*** Block opens ***

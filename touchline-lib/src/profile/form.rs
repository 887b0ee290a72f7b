use std::fmt::Display;

use tracing::{debug, error, warn};

use crate::{
    Error, Result,
    profile::{
        AvatarSlot, Field, ImageRef, JobTitle, LocalFile, PendingAvatar, ProfileData, UpdatePayload,
        UploadTicket, UploadedFile, UserRecord,
        avatar::{PendingState, ensure_image},
        model::is_valid_email,
    },
};

pub const UPLOAD_ERROR_MESSAGE: &str = "Failed to upload image. Please choose a smaller image.";
pub const SAVED_MESSAGE: &str = "Profile updated successfully";

#[derive(Debug, Default, Clone, Copy, PartialEq, Eq)]
pub enum Mode {
    #[default]
    Viewing,
    Editing,
}

#[derive(Debug, Default, Clone, Copy, PartialEq, Eq)]
pub enum UploadStatus {
    #[default]
    Idle,
    Uploading,
    Success,
    Error,
}

/// Identifies one save attempt.
#[derive(Debug, Clone, Copy, PartialEq, Eq, Hash)]
pub struct SaveTicket(u64);

/// Everything a transport needs to start an upload.
#[derive(Debug, Clone)]
pub struct UploadRequest {
    pub ticket: UploadTicket,
    pub file: LocalFile,
}

/// Everything a transport needs to persist the staged profile.
#[derive(Debug, Clone)]
pub struct SaveRequest {
    pub ticket: SaveTicket,
    pub document_id: String,
    pub payload: UpdatePayload,
}

#[derive(Debug, Clone, PartialEq, Eq)]
pub enum SaveOutcome {
    /// The server accepted the update. Carries the notification to show.
    Saved(&'static str),
    Failed,
    /// The completion did not belong to the save in flight.
    Ignored,
}

#[derive(Debug, Clone)]
struct InFlightSave {
    ticket: SaveTicket,
    snapshot: ProfileData,
}

/// State machine behind the profile form.
///
/// While [`Mode::Viewing`] the staged profile always equals the last known server record. Edits,
/// uploads and saves only happen in [`Mode::Editing`]; network work is done by the caller,
/// which reports back through [`ProfileForm::finish_upload`] and [`ProfileForm::finish_submit`].
#[derive(Debug, Clone, Default)]
pub struct ProfileForm {
    baseline: ProfileData,
    profile: ProfileData,
    pending: Option<PendingAvatar>,
    mode: Mode,
    upload: UploadStatus,
    changed: bool,
    upload_error: Option<String>,
    save_error: Option<String>,
    in_flight: Option<InFlightSave>,
    next_ticket: u64,
}

impl ProfileForm {
    pub fn new(record: &UserRecord) -> Self {
        let baseline = ProfileData::from(record);
        Self {
            profile: baseline.clone(),
            baseline,
            ..Self::default()
        }
    }

    /// Replace the last known server record. Fields are only refreshed while viewing so that a
    /// late reload never clobbers edits; cancel will restore the new record.
    pub fn load(&mut self, record: &UserRecord) {
        self.baseline = ProfileData::from(record);
        if self.mode == Mode::Viewing {
            self.profile = self.baseline.clone();
        }
        debug!("Loaded profile {}", self.baseline.document_id);
    }

    // Accessors

    pub fn profile(&self) -> &ProfileData {
        &self.profile
    }

    pub fn baseline(&self) -> &ProfileData {
        &self.baseline
    }

    pub fn mode(&self) -> Mode {
        self.mode
    }

    pub fn is_editing(&self) -> bool {
        self.mode == Mode::Editing
    }

    pub fn is_saving(&self) -> bool {
        self.in_flight.is_some()
    }

    pub fn is_changed(&self) -> bool {
        self.changed
    }

    pub fn upload_status(&self) -> UploadStatus {
        self.upload
    }

    pub fn upload_error(&self) -> Option<&str> {
        self.upload_error.as_deref()
    }

    pub fn save_error(&self) -> Option<&str> {
        self.save_error.as_deref()
    }

    pub fn avatar(&self) -> AvatarSlot<'_> {
        AvatarSlot {
            committed: self.profile.image.as_ref(),
            pending: self.pending.as_ref(),
        }
    }

    /// A save or an upload is in flight.
    pub fn is_busy(&self) -> bool {
        self.is_saving() || self.upload == UploadStatus::Uploading
    }

    /// Whether text inputs and the job title selector should refuse input.
    pub fn inputs_disabled(&self) -> bool {
        !self.is_editing() || self.is_busy()
    }

    pub fn is_save_disabled(&self) -> bool {
        self.is_saving()
            || self.upload == UploadStatus::Error
            || self.upload == UploadStatus::Uploading
            || (!self.changed && self.upload == UploadStatus::Idle)
    }

    // Transitions

    pub fn begin_edit(&mut self) {
        if self.mode == Mode::Viewing {
            self.mode = Mode::Editing;
            debug!("Editing profile {}", self.profile.document_id);
        }
    }

    /// Stage a new value for `field`. Returns `false` if the edit was refused.
    pub fn set_field(&mut self, field: Field, value: impl Into<String>) -> bool {
        let value = value.into();
        if self.inputs_disabled() {
            return false;
        }

        let slot = self.profile.get_mut(field);
        if !field.accepts_edit(slot.as_str(), &value) {
            return false;
        }
        if *slot != value {
            *slot = value;
            self.changed = true;
        }
        true
    }

    pub fn set_job_title(&mut self, title: JobTitle) -> bool {
        if self.inputs_disabled() {
            return false;
        }

        if self.profile.titre_emploi != title {
            self.profile.titre_emploi = title;
            self.changed = true;
        }
        true
    }

    /// Show `file` as the avatar preview and hand out the request for the transport.
    pub fn begin_upload(&mut self, file: LocalFile) -> Result<UploadRequest> {
        if !self.is_editing() {
            return Err(Error::InvalidTransition(
                "the avatar can only be changed while editing",
            ));
        }
        if self.is_saving() {
            return Err(Error::InvalidTransition(
                "the avatar cannot be changed while saving",
            ));
        }
        if self.upload == UploadStatus::Uploading {
            return Err(Error::InvalidTransition("an upload is already in progress"));
        }
        ensure_image(&file)?;

        let ticket = UploadTicket(self.next_ticket());
        // Replacing the pending stage releases the previous preview
        self.pending = Some(PendingAvatar {
            preview: file.clone(),
            ticket,
            state: PendingState::Uploading,
        });
        self.upload = UploadStatus::Uploading;
        debug!("Uploading avatar {}", file.name());

        Ok(UploadRequest { ticket, file })
    }

    /// Apply the result of an upload. Returns `false` if the ticket is stale.
    pub fn finish_upload<E: Display>(
        &mut self,
        ticket: UploadTicket,
        result: std::result::Result<Vec<UploadedFile>, E>,
    ) -> bool {
        let Some(pending) = self
            .pending
            .as_mut()
            .filter(|p| p.ticket == ticket && p.state == PendingState::Uploading)
        else {
            warn!("Ignoring completion of stale upload {:?}", ticket);
            return false;
        };

        match result.map(|files| files.into_iter().next()) {
            Ok(Some(file)) => {
                self.profile.image = Some(ImageRef {
                    url: file.url,
                    id: Some(file.id),
                });
                self.pending = None;
                self.upload = UploadStatus::Success;
                self.upload_error = None;
                self.changed = true;
                debug!("Avatar committed as upload {}", file.id);
            }
            Ok(None) => {
                error!("Failed to upload image: {}", Error::EmptyUpload);
                pending.state = PendingState::Failed;
                self.upload = UploadStatus::Error;
                self.upload_error = Some(UPLOAD_ERROR_MESSAGE.into());
            }
            Err(err) => {
                error!("Failed to upload image: {err}");
                pending.state = PendingState::Failed;
                self.upload = UploadStatus::Error;
                self.upload_error = Some(UPLOAD_ERROR_MESSAGE.into());
            }
        }

        true
    }

    /// Lock the form and build the update for the staged profile.
    pub fn begin_submit(&mut self) -> Result<SaveRequest> {
        if !self.is_editing() {
            return Err(Error::InvalidTransition("there is nothing being edited"));
        }
        if self.is_save_disabled() {
            return Err(Error::InvalidTransition("saving is currently disabled"));
        }
        if !self.profile.email.is_empty() && !is_valid_email(&self.profile.email) {
            return Err(Error::Validation(format!(
                "'{}' is not a valid email address",
                self.profile.email
            )));
        }

        let ticket = SaveTicket(self.next_ticket());
        self.save_error = None;
        self.in_flight = Some(InFlightSave {
            ticket,
            snapshot: self.profile.clone(),
        });
        debug!("Saving profile {}", self.profile.document_id);

        Ok(SaveRequest {
            ticket,
            document_id: self.profile.document_id.clone(),
            payload: self.profile.update_payload(),
        })
    }

    /// Apply the result of a save.
    pub fn finish_submit<E: Display>(
        &mut self,
        ticket: SaveTicket,
        result: std::result::Result<(), E>,
    ) -> SaveOutcome {
        let Some(in_flight) = self.in_flight.take_if(|s| s.ticket == ticket) else {
            warn!("Ignoring completion of stale save {:?}", ticket);
            return SaveOutcome::Ignored;
        };

        match result {
            Ok(()) => {
                self.baseline = in_flight.snapshot;
                match self.mode {
                    Mode::Editing => {
                        self.mode = Mode::Viewing;
                        self.changed = false;
                        self.upload = UploadStatus::Idle;
                        self.pending = None;
                        self.profile = self.baseline.clone();
                    }
                    // Cancelled while the request was in flight
                    Mode::Viewing => self.profile = self.baseline.clone(),
                }
                debug!("Saved profile {}", self.baseline.document_id);
                SaveOutcome::Saved(SAVED_MESSAGE)
            }
            Err(err) => {
                error!("Failed to update profile: {err}");
                if self.mode == Mode::Editing {
                    self.save_error = Some(format!("Failed to update profile: {err}"));
                }
                SaveOutcome::Failed
            }
        }
    }

    /// Throw away every staged change and go back to the last known server record.
    pub fn cancel(&mut self) {
        self.mode = Mode::Viewing;
        self.upload = UploadStatus::Idle;
        self.changed = false;
        self.upload_error = None;
        self.save_error = None;
        self.pending = None;
        self.profile = self.baseline.clone();
        debug!("Cancelled edit of profile {}", self.profile.document_id);
    }

    fn next_ticket(&mut self) -> u64 {
        self.next_ticket = self.next_ticket.wrapping_add(1);
        self.next_ticket
    }
}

*** Block closes ***

▸ Work item
Every line of the listing that holds "LocalFile" should be found and copied.

▸ Answer section
        AvatarSlot, Field, ImageRef, JobTitle, LocalFile, PendingAvatar, ProfileData, UpdatePayload,
    pub file: LocalFile,
    pub fn begin_upload(&mut self, file: LocalFile) -> Result<UploadRequest> {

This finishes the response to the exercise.